## Work to be completed
Write down nothing except how many lines in the entries contain "localhost".
[Start of Attachment]
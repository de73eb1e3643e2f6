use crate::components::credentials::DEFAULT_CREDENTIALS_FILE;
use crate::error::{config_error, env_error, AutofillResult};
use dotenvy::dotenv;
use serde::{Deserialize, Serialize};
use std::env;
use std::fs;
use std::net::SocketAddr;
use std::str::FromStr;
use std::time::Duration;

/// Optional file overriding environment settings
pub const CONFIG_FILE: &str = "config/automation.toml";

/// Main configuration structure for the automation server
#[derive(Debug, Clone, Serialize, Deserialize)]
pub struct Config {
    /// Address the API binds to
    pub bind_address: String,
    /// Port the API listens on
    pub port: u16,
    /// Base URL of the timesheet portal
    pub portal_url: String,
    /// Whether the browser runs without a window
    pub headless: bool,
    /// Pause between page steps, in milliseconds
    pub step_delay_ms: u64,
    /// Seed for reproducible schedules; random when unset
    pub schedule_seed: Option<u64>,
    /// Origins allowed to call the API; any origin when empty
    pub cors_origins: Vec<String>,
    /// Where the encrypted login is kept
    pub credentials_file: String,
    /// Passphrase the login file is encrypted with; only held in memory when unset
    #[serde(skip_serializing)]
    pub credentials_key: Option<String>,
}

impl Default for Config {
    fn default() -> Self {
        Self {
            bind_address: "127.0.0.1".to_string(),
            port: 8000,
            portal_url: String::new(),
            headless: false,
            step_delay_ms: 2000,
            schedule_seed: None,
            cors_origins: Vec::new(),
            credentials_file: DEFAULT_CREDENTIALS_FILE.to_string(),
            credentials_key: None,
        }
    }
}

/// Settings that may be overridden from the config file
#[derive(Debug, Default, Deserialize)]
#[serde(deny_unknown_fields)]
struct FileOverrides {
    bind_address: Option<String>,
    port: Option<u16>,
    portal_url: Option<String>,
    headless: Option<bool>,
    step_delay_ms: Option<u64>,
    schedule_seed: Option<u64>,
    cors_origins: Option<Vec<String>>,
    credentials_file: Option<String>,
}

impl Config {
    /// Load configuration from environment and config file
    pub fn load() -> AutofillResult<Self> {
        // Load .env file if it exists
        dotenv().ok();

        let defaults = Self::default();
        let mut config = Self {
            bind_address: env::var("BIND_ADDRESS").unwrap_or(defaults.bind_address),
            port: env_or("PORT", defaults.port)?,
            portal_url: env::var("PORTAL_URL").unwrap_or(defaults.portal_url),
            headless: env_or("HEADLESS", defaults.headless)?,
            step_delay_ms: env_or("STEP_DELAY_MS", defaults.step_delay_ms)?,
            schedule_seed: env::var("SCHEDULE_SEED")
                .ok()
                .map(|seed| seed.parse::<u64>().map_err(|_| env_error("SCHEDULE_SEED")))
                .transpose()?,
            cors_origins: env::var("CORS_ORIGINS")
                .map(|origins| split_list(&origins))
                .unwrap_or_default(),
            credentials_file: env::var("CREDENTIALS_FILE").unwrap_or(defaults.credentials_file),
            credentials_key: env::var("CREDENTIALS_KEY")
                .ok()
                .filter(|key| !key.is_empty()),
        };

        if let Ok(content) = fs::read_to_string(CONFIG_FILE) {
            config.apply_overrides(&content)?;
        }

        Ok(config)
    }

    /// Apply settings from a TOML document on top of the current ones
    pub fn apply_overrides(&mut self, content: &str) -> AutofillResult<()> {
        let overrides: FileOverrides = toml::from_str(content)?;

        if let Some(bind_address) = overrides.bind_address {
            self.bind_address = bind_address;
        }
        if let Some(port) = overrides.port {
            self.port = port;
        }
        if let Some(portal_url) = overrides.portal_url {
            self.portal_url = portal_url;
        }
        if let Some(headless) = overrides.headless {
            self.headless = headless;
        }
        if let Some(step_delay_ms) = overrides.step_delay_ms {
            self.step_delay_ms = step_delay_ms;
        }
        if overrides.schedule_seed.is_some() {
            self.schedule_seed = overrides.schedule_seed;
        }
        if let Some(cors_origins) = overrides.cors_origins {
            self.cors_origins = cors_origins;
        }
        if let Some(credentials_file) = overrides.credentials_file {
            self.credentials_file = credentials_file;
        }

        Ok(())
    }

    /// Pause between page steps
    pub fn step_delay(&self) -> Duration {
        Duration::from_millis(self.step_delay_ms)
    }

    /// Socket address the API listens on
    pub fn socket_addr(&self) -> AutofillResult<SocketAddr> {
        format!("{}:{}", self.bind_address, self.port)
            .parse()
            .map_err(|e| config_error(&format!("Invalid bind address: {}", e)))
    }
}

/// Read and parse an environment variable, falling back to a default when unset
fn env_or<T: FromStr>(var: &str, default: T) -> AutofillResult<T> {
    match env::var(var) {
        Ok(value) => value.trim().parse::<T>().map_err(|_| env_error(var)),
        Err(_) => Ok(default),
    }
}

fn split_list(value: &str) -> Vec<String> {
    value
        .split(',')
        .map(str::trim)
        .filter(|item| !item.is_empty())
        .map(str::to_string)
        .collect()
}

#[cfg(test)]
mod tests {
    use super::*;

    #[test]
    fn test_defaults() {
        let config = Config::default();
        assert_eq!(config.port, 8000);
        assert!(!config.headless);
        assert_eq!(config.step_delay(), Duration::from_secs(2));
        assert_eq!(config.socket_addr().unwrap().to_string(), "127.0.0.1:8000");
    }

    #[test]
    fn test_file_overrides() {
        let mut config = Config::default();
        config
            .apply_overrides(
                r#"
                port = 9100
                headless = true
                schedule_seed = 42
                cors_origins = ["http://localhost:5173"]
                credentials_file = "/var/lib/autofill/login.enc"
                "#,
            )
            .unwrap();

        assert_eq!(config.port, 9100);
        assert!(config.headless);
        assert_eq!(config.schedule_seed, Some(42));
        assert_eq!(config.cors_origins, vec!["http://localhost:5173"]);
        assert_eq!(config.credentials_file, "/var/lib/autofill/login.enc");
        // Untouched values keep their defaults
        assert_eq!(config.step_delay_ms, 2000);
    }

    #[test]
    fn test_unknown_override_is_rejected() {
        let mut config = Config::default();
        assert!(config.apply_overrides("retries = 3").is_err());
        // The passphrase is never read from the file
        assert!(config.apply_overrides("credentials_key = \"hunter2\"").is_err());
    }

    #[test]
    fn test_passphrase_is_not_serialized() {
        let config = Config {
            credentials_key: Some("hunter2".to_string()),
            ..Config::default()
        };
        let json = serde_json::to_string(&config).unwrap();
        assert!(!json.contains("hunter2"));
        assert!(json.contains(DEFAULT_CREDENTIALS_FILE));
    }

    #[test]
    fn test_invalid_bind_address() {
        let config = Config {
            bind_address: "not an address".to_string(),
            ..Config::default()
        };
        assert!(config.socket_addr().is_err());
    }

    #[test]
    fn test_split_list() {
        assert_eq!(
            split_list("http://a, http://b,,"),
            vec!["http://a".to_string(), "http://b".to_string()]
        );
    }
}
[End of Attachment]
## Written solution
2